*Exercise brief*. Show every line in the records below that contains the word "trigger".

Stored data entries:
"""

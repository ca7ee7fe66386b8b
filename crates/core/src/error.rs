//! Unified error types for precache.
//!
//! Every variant renders with a stable upper-case code prefix so callers can
//! match on the code without parsing the message.

use rmcp::model::{ErrorCode, ErrorData as McpError};
use tokio_rusqlite::rusqlite;

/// Unified error types for the cache router and its host.
#[derive(Debug, thiserror::Error)]
pub enum Error {
    /// Invalid input parameters (e.g., duplicate manifest entries).
    #[error("INVALID_INPUT: {0}")]
    InvalidInput(String),

    /// Invalid or unresolvable URL.
    #[error("INVALID_URL: {0}")]
    InvalidUrl(String),

    /// Database operation failed.
    #[error("CACHE_ERROR: {0}")]
    Database(tokio_rusqlite::Error),

    /// Migration failed to apply.
    #[error("CACHE_ERROR: migration failed: {0}")]
    MigrationFailed(String),

    /// The network request could not be completed.
    #[error("NETWORK_ERROR: {0}")]
    Network(String),

    /// Fetch timeout.
    #[error("FETCH_TIMEOUT: {0}")]
    FetchTimeout(String),

    /// Fetch response too large.
    #[error("FETCH_TOO_LARGE: {0}")]
    FetchTooLarge(String),

    /// A manifest asset could not be stored; the generation never becomes ready.
    #[error("INSTALL_FAILED: {generation}: {reason}")]
    InstallFailed { generation: String, reason: String },

    /// A lifecycle transition that the generation state machine does not allow.
    #[error("INVALID_TRANSITION: {generation}: {from} -> {to}")]
    InvalidTransition { generation: String, from: String, to: String },

    /// Activation was requested but no installed generation is waiting.
    #[error("NO_WAITING_GENERATION")]
    NoWaitingGeneration,
}

impl Error {
    /// Whether this error came from the network layer rather than the cache or lifecycle.
    pub fn is_network(&self) -> bool {
        matches!(self, Error::Network(_) | Error::FetchTimeout(_) | Error::FetchTooLarge(_))
    }
}

impl From<tokio_rusqlite::Error<Error>> for Error {
    fn from(err: tokio_rusqlite::Error<Error>) -> Self {
        match err {
            tokio_rusqlite::Error::Error(e) => e,
            tokio_rusqlite::Error::ConnectionClosed => Error::Database(tokio_rusqlite::Error::ConnectionClosed),
            tokio_rusqlite::Error::Close(c) => Error::Database(tokio_rusqlite::Error::Close(c)),
            _ => Error::Database(tokio_rusqlite::Error::ConnectionClosed),
        }
    }
}

impl From<tokio_rusqlite::Error<rusqlite::Error>> for Error {
    fn from(err: tokio_rusqlite::Error<rusqlite::Error>) -> Self {
        Error::Database(err)
    }
}

impl From<rusqlite::Error> for Error {
    fn from(err: rusqlite::Error) -> Self {
        Error::Database(tokio_rusqlite::Error::Error(err))
    }
}

impl From<Error> for McpError {
    fn from(err: Error) -> Self {
        let code = match &err {
            Error::InvalidInput(_) => -32602,
            Error::InvalidUrl(_) => -32003,
            Error::Database(_) | Error::MigrationFailed(_) => -32002,
            Error::Network(_) => -32008,
            Error::FetchTimeout(_) => -32006,
            Error::FetchTooLarge(_) => -32007,
            Error::InstallFailed { .. } => -32020,
            Error::InvalidTransition { .. } => -32021,
            Error::NoWaitingGeneration => -32022,
        };

        McpError { code: ErrorCode(code), message: err.to_string().into(), data: None }
    }
}
//! MCP tool implementations.
//!
//! One module per trigger or inspection tool exposed by the precache server.

pub mod cache_activate;
pub mod cache_fetch;
pub mod cache_install;
pub mod cache_keys;
pub mod client_connect;
pub mod client_disconnect;

#[cfg(test)]
pub(crate) mod testing;

use rmcp::{
    ErrorData as McpError,
    model::{CallToolResult, Content},
};
use serde::Serialize;

use crate::error::ToolError;

/// Render a tool output as pretty JSON text content.
pub(crate) fn json_result<T: Serialize>(output: &T) -> Result<CallToolResult, McpError> {
    let json = serde_json::to_string_pretty(output).map_err(|e| ToolError::Output(e.to_string()))?;
    Ok(CallToolResult::success(vec![Content::text(json)]))
}
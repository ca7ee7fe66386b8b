//! Fixtures shared by the tool tests.

use std::collections::HashMap;
use std::sync::Arc;

use async_trait::async_trait;
use precache_client::Network;
use precache_core::{AppConfig, Error, MemoryStorage, Request, Response};
use rmcp::model::CallToolResult;

use crate::handler::AppState;

/// Network that serves a fixed set of URLs and refuses everything else.
#[derive(Default)]
pub(crate) struct FixedNetwork {
    pages: HashMap<String, String>,
}

impl FixedNetwork {
    pub(crate) fn serve(mut self, url: &str, body: &str) -> Self {
        self.pages.insert(url.to_string(), body.to_string());
        self
    }
}

#[async_trait]
impl Network for FixedNetwork {
    async fn fetch(&self, request: &Request) -> Result<Response, Error> {
        let url = request.url.to_string();
        match self.pages.get(&url) {
            Some(body) => Ok(Response {
                url,
                status: 200,
                content_type: Some("text/html".to_string()),
                headers: Vec::new(),
                body: body.as_bytes().to_vec(),
            }),
            None => Err(Error::Network(format!("{url}: connection refused"))),
        }
    }
}

/// Default configuration over in-memory storage and the given network.
pub(crate) fn state_with(network: FixedNetwork) -> AppState {
    state_with_config(AppConfig::default(), network)
}

pub(crate) fn state_with_config(config: AppConfig, network: FixedNetwork) -> AppState {
    AppState::new(config, Arc::new(MemoryStorage::new()), Arc::new(network))
}

/// Parse the JSON text content of a tool result.
pub(crate) fn output_json(result: &CallToolResult) -> serde_json::Value {
    let content_val = serde_json::to_value(&result.content[0]).unwrap();
    let text = content_val
        .get("text")
        .and_then(|v| v.as_str())
        .expect("Expected text field in content");
    serde_json::from_str(text).unwrap()
}
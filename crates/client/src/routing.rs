//! Per-request routing rules.
//!
//! A request whose hostname contains any configured dynamic-provider pattern
//! is live data and is routed around the cache; everything else is a static
//! asset served cache-first.

use precache_core::{AppConfig, DynamicPolicy, Request};

/// Where a fetch trigger is sent.
#[derive(Debug, Clone, Copy, PartialEq, Eq)]
pub enum Route {
    /// Not intercepted; the host performs a plain network fetch.
    PassThrough,
    /// Network first, cached entry on network failure.
    NetworkFirst,
    /// Cached entry if present, network otherwise.
    CacheFirst,
}

/// The fixed set of dynamic-provider host patterns and how they are handled.
#[derive(Debug, Clone)]
pub struct RoutingTable {
    dynamic_hosts: Vec<String>,
    policy: DynamicPolicy,
}

impl RoutingTable {
    pub fn new<I, S>(dynamic_hosts: I, policy: DynamicPolicy) -> Self
    where
        I: IntoIterator<Item = S>,
        S: AsRef<str>,
    {
        let dynamic_hosts = dynamic_hosts
            .into_iter()
            .map(|h| h.as_ref().trim().to_ascii_lowercase())
            .filter(|h| !h.is_empty())
            .collect();
        Self { dynamic_hosts, policy }
    }

    pub fn from_config(config: &AppConfig) -> Self {
        Self::new(&config.dynamic_hosts, config.dynamic_policy)
    }

    /// Whether `host` belongs to a dynamic-data provider (substring match).
    pub fn is_dynamic(&self, host: &str) -> bool {
        let host = host.to_ascii_lowercase();
        self.dynamic_hosts.iter().any(|pattern| host.contains(pattern.as_str()))
    }

    /// Pick the route for a request. Requests without a host are static.
    pub fn route(&self, request: &Request) -> Route {
        match request.host() {
            Some(host) if self.is_dynamic(host) => match self.policy {
                DynamicPolicy::PassThrough => Route::PassThrough,
                DynamicPolicy::NetworkFirst => Route::NetworkFirst,
            },
            _ => Route::CacheFirst,
        }
    }
}
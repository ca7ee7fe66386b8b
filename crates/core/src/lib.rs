//! Core types and shared functionality for precache.
//!
//! This crate provides:
//! - Cache generation storage with SQLite and in-memory backends
//! - The generation lifecycle state machine
//! - Request/response descriptors
//! - Unified error types
//! - Configuration structures

pub mod cache;
pub mod config;
pub mod error;
pub mod generation;
pub mod message;

pub use cache::{CacheDb, CacheStorage, MemoryStorage};
pub use config::{AppConfig, DynamicPolicy};
pub use error::Error;
pub use generation::{Generation, GenerationState};
pub use message::{Request, Response};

"""

*Response area*.
//! One module per trigger or inspection tool exposed by the precache server.
/// Where a fetch trigger is sent.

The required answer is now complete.